Gabriel Orozco (Mexican, b. 1961)
Ball on Water (Pelota en el Agua), 1994
Cibachrome print
Gift of Cristina Delgado (OC 1980) and Stephen F. Olsen (OC 1979), 2002.21.2

 

        A pregnant moon hangs low in cloud-streaked sky; a pearl floats forward from its resting place in the cosmos; a ping pong ball, abandoned and silent, sits half-submerged in a reflective puddle. These metaphorical readings, each describing an object with a distinct sense of scale, emphasize the disorienting optical effect of Gabriel Orozco’s (b. 1961) Ball on Water (Pelota en el agua). At first glance, the viewer cannot immediately name not only the experience the photograph produces but also, more problematically, its precise subject matter. Can the white sphere fit into the palm of one’s hand, or is its diameter more comparable to that of a planet? Regardless of scale, one must look to the explicitness of the work’s title to conclude that the photograph’s content is a ball on water, a simple object unadorned with a specific context or narrative. Printed through the silver bleach-dye process of cibachrome, the photograph glows with an ethereal spectrum of blue hues. Fading from darkness to light—from the corners to the center of the print, where sunlight is reflected—the photograph adopts a reverse-ombré effect, allowing light and shadow to dictate where the viewer’s eye moves. As a result of this dramatic lighting, the ball seems disconnected from the wisps of clouds in the background, as a semi-circle of shadow creates an almost collage-like effect; has the artist somehow sharpened the focus of the ball’s edges, allowing it to assume a cut-out appearance? The photograph produces a strange effect of coincident nearness and distance: the spherical form seems to simultaneously come towards and drift away from the viewer. Does this image—a smooth globe against a spread of whirling clouds—occur in reality, or does it compose some kind of strange hallucination, a suggestion of the surreal and the expansiveness of human consciousness?

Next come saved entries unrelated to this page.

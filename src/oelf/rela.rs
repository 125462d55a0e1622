use scroll::{Pread, SizeWith};

/// A single `Elf64_Rela` relocation entry.
///
/// Relocation *application* (R_X86_64_JUMP_SLOT/GLOB_DAT fixups) is not
/// performed here; entries are parsed and kept accessible so a future
/// relocation pass has them without re-parsing the OELF.
#[repr(C)]
#[derive(Debug, Clone, Copy, Default, PartialEq, Eq, Pread, Pwrite, SizeWith)]
pub struct Elf64Rela {
    pub r_offset: u64,
    pub r_info: u64,
    pub r_addend: i64,
}

impl Elf64Rela {
    pub fn sym(&self) -> u32 {
        (self.r_info >> 32) as u32
    }

    pub fn kind(&self) -> u32 {
        (self.r_info & 0xFFFF_FFFF) as u32
    }
}

pub fn parse_rela_table(bytes: &[u8]) -> Vec<Elf64Rela> {
    const SIZEOF_RELA: usize = 24;
    let count = bytes.len() / SIZEOF_RELA;
    (0..count)
        .filter_map(|i| bytes.pread_with(i * SIZEOF_RELA, scroll::LE).ok())
        .collect()
}
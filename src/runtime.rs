//! The owned, explicit alternative to process-global loader state: one
//! `Runtime` value holds everything a load session needs and nothing
//! more, constructed once and dropped once.

use crate::error::LoaderResult;
use crate::loader::ModuleRegistry;
use crate::nid::NidTable;
use crate::symbols::{publish_symbols, HleRegistry, SymbolTable};
use std::path::{Path, PathBuf};

/// Configuration for a loading session.
#[derive(Debug, Clone)]
pub struct LoaderConfig {
    /// Directories searched, in order, to resolve a dependency by name.
    pub search_dirs: Vec<PathBuf>,
    /// Whether a module's reconstructed OELF source buffer is retained
    /// after mapping, for diagnostics. Default `false`: the mapped copy in
    /// RWX memory is authoritative and the source buffer is just overhead.
    pub keep_self_backing: bool,
}

impl LoaderConfig {
    /// The three conventional PS4 firmware directories, relative to the
    /// directory containing the executable being loaded.
    pub fn with_eboot_dir(eboot_dir: impl AsRef<Path>) -> Self {
        let eboot_dir = eboot_dir.as_ref();
        LoaderConfig {
            search_dirs: vec![
                eboot_dir.join("sce_module"),
                eboot_dir.join("system/common/lib"),
                eboot_dir.join("system/priv/lib"),
            ],
            keep_self_backing: false,
        }
    }
}

impl Default for LoaderConfig {
    fn default() -> Self {
        LoaderConfig::with_eboot_dir(".")
    }
}

/// Owns the module registry, the global symbol table, the HLE registry, and
/// the loader configuration for one loading session.
///
/// Field order matters: `symbols` is declared after `modules` so Rust's
/// in-declaration-order `Drop` tears the symbol table down before the RWX
/// page regions it points into are unmapped. Never reorder these fields.
#[derive(Debug)]
pub struct Runtime {
    modules: ModuleRegistry,
    symbols: SymbolTable,
    hle: HleRegistry,
    config: LoaderConfig,
    nid_table: NidTable,
}

impl Runtime {
    pub fn new(config: LoaderConfig, hle: HleRegistry, nid_table: NidTable) -> Self {
        Runtime {
            modules: ModuleRegistry::new(),
            symbols: SymbolTable::new(),
            hle,
            config,
            nid_table,
        }
    }

    pub fn modules(&self) -> &ModuleRegistry {
        &self.modules
    }

    pub fn symbols(&self) -> &SymbolTable {
        &self.symbols
    }

    pub fn config(&self) -> &LoaderConfig {
        &self.config
    }

    /// Loads `path` (expected to be the root executable) as module 0.
    pub fn load_file(&mut self, path: &Path) -> LoaderResult<usize> {
        self.modules.load_file(path, self.config.keep_self_backing)
    }

    /// Walks the dependency closure of the module loaded by the first
    /// `load_file` call.
    pub fn load_all_dependencies(&mut self) -> LoaderResult<()> {
        self.modules.load_all_dependencies(&self.config.search_dirs, self.config.keep_self_backing)
    }

    /// Runs the three-phase publication sequence (low-priority HLE, LLE,
    /// high-priority HLE) over every loaded module and the HLE registry.
    pub fn publish_symbols(&mut self) {
        publish_symbols(&mut self.symbols, &self.modules, &self.hle, &self.nid_table);
    }

    /// Applies RELA/JMPREL fix-ups. Currently a documented no-op (Open
    /// Question 3); kept as its own pass so a future relocation engine has
    /// a natural seam.
    pub fn link_modules(&mut self) -> LoaderResult<()> {
        self.modules.link_modules()
    }
}
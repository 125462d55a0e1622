//! The host-side symbol table: publishing OELF symbols (and their HLE
//! counterparts) into one lookup a resolved import can be bound against.

mod address;
mod hle;
mod publisher;
mod table;

pub use address::SymbolAddress;
pub use hle::{HleFunction, HleLibrary, HleModule, HlePolicy, HleRegistry, PriorityList};
pub use publisher::publish_symbols;
pub use table::SymbolTable;
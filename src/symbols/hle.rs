//! The HLE module registry and the policy deciding, per symbol, whether a
//! host re-implementation or the guest's own binary code should run.

use crate::symbols::SymbolAddress;

/// Whether a library's un-listed functions default to host (`Hle`) or
/// guest (`Lle`) implementations.
#[derive(Debug, Clone, Copy, PartialEq, Eq)]
pub enum HlePolicy {
    Hle,
    Lle,
}

/// One host-provided re-implementation of a guest function.
#[derive(Debug, Clone)]
pub struct HleFunction {
    pub name: String,
    pub address: SymbolAddress,
}

/// Which of a library's function lists is authoritative by default.
#[derive(Debug, Clone)]
pub enum PriorityList {
    /// These functions are intended to be overwritable by LLE.
    LowPriority(Vec<HleFunction>),
    /// These functions always win over LLE, even when published later.
    HighPriority(Vec<HleFunction>),
}

/// A single library within an [`HleModule`].
#[derive(Debug, Clone)]
pub struct HleLibrary {
    pub name: String,
    pub default_mode: HlePolicy,
    pub priority: PriorityList,
    /// Escape hatch: symbols that must always use the guest's own binary
    /// implementation even when `default_mode == Hle`.
    pub lle_symbols: Vec<String>,
}

impl HleLibrary {
    fn functions(&self) -> &[HleFunction] {
        match &self.priority {
            PriorityList::LowPriority(fns) => fns,
            PriorityList::HighPriority(fns) => fns,
        }
    }
}

/// One HLE module, grouping the libraries it exports.
#[derive(Debug, Clone)]
pub struct HleModule {
    pub name: String,
    pub default_mode: HlePolicy,
    pub libraries: Vec<HleLibrary>,
}

/// The full set of modules the host re-implements, built once at startup.
#[derive(Debug, Clone, Default)]
pub struct HleRegistry {
    pub modules: Vec<HleModule>,
}

impl HleRegistry {
    pub fn new() -> Self {
        Self::default()
    }

    fn find_module(&self, name: &str) -> Option<&HleModule> {
        self.modules.iter().find(|m| m.name == name)
    }

    fn find_library<'a>(module: &'a HleModule, name: &str) -> Option<&'a HleLibrary> {
        module.libraries.iter().find(|l| l.name == name)
    }

    /// Decision tree per the HLE policy: whether the guest's own binary
    /// implementation of `symbol_name` should run, as opposed to the host's.
    pub fn should_load_lle_symbol(&self, symbol_name: &str, module_name: &str, library_name: &str) -> bool {
        let Some(module) = self.find_module(module_name) else {
            return true; // unknown modules default to LLE
        };

        let Some(library) = Self::find_library(module, library_name) else {
            return module.default_mode == HlePolicy::Lle;
        };

        if library.default_mode == HlePolicy::Lle {
            return true;
        }

        library.lle_symbols.iter().any(|s| s == symbol_name)
    }

    /// Every `(synthetic_name, address)` pair that should be registered in
    /// the low-priority HLE pass: a library's `low_priority` list, or the
    /// non-listed siblings of a `high_priority` list.
    pub fn low_priority_entries(&self) -> Vec<(String, SymbolAddress)> {
        self.priority_entries(|lib| matches!(lib.priority, PriorityList::LowPriority(_)))
    }

    /// Every `(synthetic_name, address)` pair for the high-priority pass:
    /// a library's `high_priority` list.
    pub fn high_priority_entries(&self) -> Vec<(String, SymbolAddress)> {
        self.priority_entries(|lib| matches!(lib.priority, PriorityList::HighPriority(_)))
    }

    fn priority_entries(&self, wanted: impl Fn(&HleLibrary) -> bool) -> Vec<(String, SymbolAddress)> {
        let mut out = Vec::new();
        for module in &self.modules {
            for library in &module.libraries {
                if wanted(library) {
                    for func in library.functions() {
                        out.push((
                            format!("{}#{}#{}", func.name, module.name, library.name),
                            func.address,
                        ));
                    }
                }
            }
        }
        out
    }
}
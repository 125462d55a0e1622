use super::consts::{PF_R, PF_W, PF_X};
use scroll::{Pread, SizeWith};

/// A single ELF64 program header entry.
#[repr(C)]
#[derive(Debug, Clone, Copy, Default, PartialEq, Eq, Pread, Pwrite, SizeWith)]
pub struct Elf64ProgramHeader {
    pub p_type: u32,
    pub p_flags: u32,
    pub p_offset: u64,
    pub p_vaddr: u64,
    pub p_paddr: u64,
    pub p_filesz: u64,
    pub p_memsz: u64,
    pub p_align: u64,
}

impl Elf64ProgramHeader {
    pub fn is_executable(&self) -> bool {
        self.p_flags & PF_X != 0
    }

    pub fn is_writable(&self) -> bool {
        self.p_flags & PF_W != 0
    }

    pub fn is_readable(&self) -> bool {
        self.p_flags & PF_R != 0
    }
}

/// A zero-copy view over the program-header table: `phnum` entries starting
/// at `phoff` in the owning buffer, parsed lazily by index rather than all
/// at once.
#[derive(Debug, Clone, Copy)]
pub struct ProgramHeaderTable<'a> {
    bytes: &'a [u8],
    phoff: usize,
    phentsize: usize,
    phnum: usize,
}

impl<'a> ProgramHeaderTable<'a> {
    pub fn new(bytes: &'a [u8], phoff: usize, phentsize: usize, phnum: usize) -> Self {
        ProgramHeaderTable {
            bytes,
            phoff,
            phentsize,
            phnum,
        }
    }

    pub fn len(&self) -> usize {
        self.phnum
    }

    pub fn is_empty(&self) -> bool {
        self.phnum == 0
    }

    pub fn get(&self, index: usize) -> Option<Elf64ProgramHeader> {
        if index >= self.phnum {
            return None;
        }
        let offset = self.phoff + index * self.phentsize;
        self.bytes.pread_with(offset, scroll::LE).ok()
    }

    pub fn iter(&self) -> ProgramHeaderIter<'a> {
        ProgramHeaderIter {
            table: *self,
            index: 0,
        }
    }
}

pub struct ProgramHeaderIter<'a> {
    table: ProgramHeaderTable<'a>,
    index: usize,
}

impl Iterator for ProgramHeaderIter<'_> {
    type Item = Elf64ProgramHeader;

    fn next(&mut self) -> Option<Self::Item> {
        let item = self.table.get(self.index)?;
        self.index += 1;
        Some(item)
    }
}

#[cfg(test)]
mod tests {
    use super::*;
    use scroll::Pwrite;

    #[test]
    fn iterates_entries_in_order() {
        let mut bytes = vec![0u8; 56 * 2];
        let mut ph = Elf64ProgramHeader {
            p_type: 1,
            p_vaddr: 0x1000,
            ..Default::default()
        };
        bytes.pwrite_with(ph, 0, scroll::LE).unwrap();
        ph.p_vaddr = 0x2000;
        bytes.pwrite_with(ph, 56, scroll::LE).unwrap();

        let table = ProgramHeaderTable::new(&bytes, 0, 56, 2);
        let vaddrs: Vec<u64> = table.iter().map(|p| p.p_vaddr).collect();
        assert_eq!(vaddrs, vec![0x1000, 0x2000]);
    }
}
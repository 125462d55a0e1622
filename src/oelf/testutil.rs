//! Synthetic OELF byte buffers for unit tests, built by hand so every offset
//! is known rather than computed from another parser.
#![cfg(test)]

use super::consts::{dt, ELF_MAGIC, PF_R, PF_W, PF_X, PT_DYNAMIC, PT_LOAD, PT_SCE_DYNLIBDATA};
use super::dynamic::{Elf64Dyn, ModuleInfoValue};
use super::header::{Elf64Header, SIZEOF_EHDR};
use super::program_header::Elf64ProgramHeader;
use scroll::{Pwrite, LE};

pub const PH_DYNAMIC_OFFSET: usize = SIZEOF_EHDR + 2 * 56;

/// Layout:
/// - 0..64: ELF header
/// - 64..288: 4 program headers (PT_LOAD code, PT_LOAD data, PT_DYNAMIC, PT_SCE_DYNLIBDATA)
/// - 288..464: dynamic array (11 entries, 16 bytes each)
/// - 464..512: dynlib blob (strtab @ 0, symtab @ 16, rela/jmprel empty @ 40)
pub fn build_minimal_oelf() -> Vec<u8> {
    const DYN_OFF: u64 = 288;
    const DYN_SIZE: u64 = 176;
    const DYNLIB_BASE: u64 = 464;

    const STRTAB_REL: u64 = 0;
    const STRTAB_SIZE: u64 = 11; // b"\0eboot.bin\0"
    const SYMTAB_REL: u64 = 16;
    const SYMTAB_SIZE: u64 = 24; // one Elf64Sym
    const RELA_REL: u64 = 40;
    const RELA_SIZE: u64 = 0;

    let mut bytes = vec![0u8; 512];

    let mut header = Elf64Header {
        e_phoff: SIZEOF_EHDR as u64,
        e_phentsize: 56,
        e_phnum: 4,
        ..Default::default()
    };
    header.e_ident[0..4].copy_from_slice(&ELF_MAGIC);
    header.e_ident[4] = 2; // ELFCLASS64
    header.e_ident[5] = 1; // ELFDATA2LSB
    bytes.pwrite_with(header, 0, LE).unwrap();

    let code_ph = Elf64ProgramHeader {
        p_type: PT_LOAD,
        p_flags: PF_R | PF_X,
        p_vaddr: 0,
        p_memsz: 0x1000,
        p_filesz: 0x1000,
        p_align: 0x1000,
        ..Default::default()
    };
    bytes.pwrite_with(code_ph, SIZEOF_EHDR, LE).unwrap();

    let data_ph = Elf64ProgramHeader {
        p_type: PT_LOAD,
        p_flags: PF_R | PF_W,
        p_vaddr: 0x2000,
        p_memsz: 0x1000,
        p_filesz: 0x1000,
        p_align: 0x1000,
        ..Default::default()
    };
    bytes.pwrite_with(data_ph, SIZEOF_EHDR + 56, LE).unwrap();

    let dynamic_ph = Elf64ProgramHeader {
        p_type: PT_DYNAMIC,
        p_offset: DYN_OFF,
        p_filesz: DYN_SIZE,
        ..Default::default()
    };
    bytes.pwrite_with(dynamic_ph, PH_DYNAMIC_OFFSET, LE).unwrap();

    let dynlib_ph = Elf64ProgramHeader {
        p_type: PT_SCE_DYNLIBDATA,
        p_offset: DYNLIB_BASE,
        ..Default::default()
    };
    bytes
        .pwrite_with(dynlib_ph, PH_DYNAMIC_OFFSET + 56, LE)
        .unwrap();

    // Dynlib blob.
    let strtab_bytes: &[u8] = b"\0eboot.bin\0";
    bytes[(DYNLIB_BASE + STRTAB_REL) as usize..(DYNLIB_BASE + STRTAB_REL) as usize + strtab_bytes.len()]
        .copy_from_slice(strtab_bytes);

    let sym = super::symbol::Elf64Sym {
        st_name: 1,
        st_info: 0x12,
        ..Default::default()
    };
    bytes
        .pwrite_with(sym, (DYNLIB_BASE + SYMTAB_REL) as usize, LE)
        .unwrap();

    // Dynamic array.
    let module_info = ModuleInfoValue {
        name_offset: 1,
        version_minor: 0,
        version_major: 1,
        id: 0,
    };
    let name_offset = module_info.name_offset.to_le_bytes();
    let id = module_info.id.to_le_bytes();
    let module_info_val = u64::from_le_bytes([
        name_offset[0],
        name_offset[1],
        name_offset[2],
        name_offset[3],
        module_info.version_minor,
        module_info.version_major,
        id[0],
        id[1],
    ]);

    let entries: &[Elf64Dyn] = &[
        Elf64Dyn { d_tag: dt::DT_NEEDED, d_val: 1 },
        Elf64Dyn { d_tag: dt::DT_SCE_MODULE_INFO, d_val: module_info_val },
        Elf64Dyn { d_tag: dt::DT_SCE_SYMTAB, d_val: SYMTAB_REL },
        Elf64Dyn { d_tag: dt::DT_SCE_SYMTABSZ, d_val: SYMTAB_SIZE },
        Elf64Dyn { d_tag: dt::DT_SCE_STRTAB, d_val: STRTAB_REL },
        Elf64Dyn { d_tag: dt::DT_SCE_STRSZ, d_val: STRTAB_SIZE },
        Elf64Dyn { d_tag: dt::DT_SCE_RELA, d_val: RELA_REL },
        Elf64Dyn { d_tag: dt::DT_SCE_RELASZ, d_val: RELA_SIZE },
        Elf64Dyn { d_tag: dt::DT_SCE_JMPREL, d_val: RELA_REL },
        Elf64Dyn { d_tag: dt::DT_SCE_PLTRELSZ, d_val: RELA_SIZE },
        Elf64Dyn { d_tag: dt::DT_NULL, d_val: 0 },
    ];

    for (i, entry) in entries.iter().enumerate() {
        bytes
            .pwrite_with(*entry, DYN_OFF as usize + i * 16, LE)
            .unwrap();
    }

    bytes
}
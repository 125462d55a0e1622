//! A seekable byte-source adapter that shifts every seek by a fixed origin.
//!
//! Used to parse the ELF region embedded inside a fake SELF container
//! without having to rebase every offset the ELF/program-header parsers
//! compute internally.

use std::io::{self, Read, Seek, SeekFrom};

/// Wraps `R`, making position `0` of the adapter alias position `origin` of
/// the underlying stream.
pub struct OffsetStream<R> {
    inner: R,
    origin: u64,
}

impl<R: Seek> OffsetStream<R> {
    /// Creates a new adapter rooted at `origin` in `inner`, seeking there
    /// immediately so the stream starts in a consistent position.
    pub fn new(mut inner: R, origin: u64) -> io::Result<Self> {
        inner.seek(SeekFrom::Start(origin))?;
        Ok(OffsetStream { inner, origin })
    }

    pub fn into_inner(self) -> R {
        self.inner
    }

    pub fn origin(&self) -> u64 {
        self.origin
    }

    /// Current position relative to `origin`.
    pub fn pos(&mut self) -> io::Result<u64> {
        Ok(self.inner.stream_position()? - self.origin)
    }

    /// Length of the stream relative to `origin`.
    pub fn end_pos(&mut self) -> io::Result<u64> {
        let cur = self.inner.stream_position()?;
        let end = self.inner.seek(SeekFrom::End(0))?;
        self.inner.seek(SeekFrom::Start(cur))?;
        Ok(end - self.origin)
    }
}

impl<R: Read> Read for OffsetStream<R> {
    fn read(&mut self, buf: &mut [u8]) -> io::Result<usize> {
        self.inner.read(buf)
    }
}

impl<R: Seek> Seek for OffsetStream<R> {
    fn seek(&mut self, pos: SeekFrom) -> io::Result<u64> {
        let target = match pos {
            SeekFrom::Start(p) => SeekFrom::Start(p + self.origin),
            // Relative seeks pass straight through: they don't cross the origin boundary.
            SeekFrom::Current(d) => SeekFrom::Current(d),
            SeekFrom::End(d) => SeekFrom::End(d),
        };
        let absolute = self.inner.seek(target)?;
        Ok(absolute - self.origin)
    }
}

        These sprawling questions, in the context of Orozco’s eclectic oeuvre, do not necessarily call for concrete, unified answers; rather, the questions themselves reveal a self-conscious ambiguity. While seemingly inaccessible and perhaps off-putting to the viewer, this ambiguity stresses the thematic opaqueness that characterizes much of Orozco’s photographic work. As art historian Jean Fisher writes, his work “does not surrender itself instantly to the analytic demands of language. Rather its immediate appeal is to the emotions and sense [of the viewer], producing a somatic resonance often approaching the synesthetic.”[i] In other words, the viewer is not expected to arrive at a neatly packaged conclusion but should instead allow and accept the emotive experience that develops from looking.
        Throughout the span of his artistic practice, Orozco has engaged with myriad media, including painting, drawing, sculpture, photography, and installation—often combining two or more forms to explore the potential metamorphoses and limitations of each one.[ii] Describing his photography as an extension of his sculptural works, he finds ways to decouple sculpture from its formal foundation in pure mass and weight.[iii] Instead, he focuses on a sculpture’s conceptual underpinnings and spatial configurations within its broader environment. A found object is no longer a legible shape or mere mass of atoms in space; rather, the found object reincarnates as a heightened version of its former self, reenergized as something dynamic and absorbent of its surroundings. As the artist, Orozco facilitates this transformation, or self-realization, from simple to complex, from closed to open, from physical to cerebral.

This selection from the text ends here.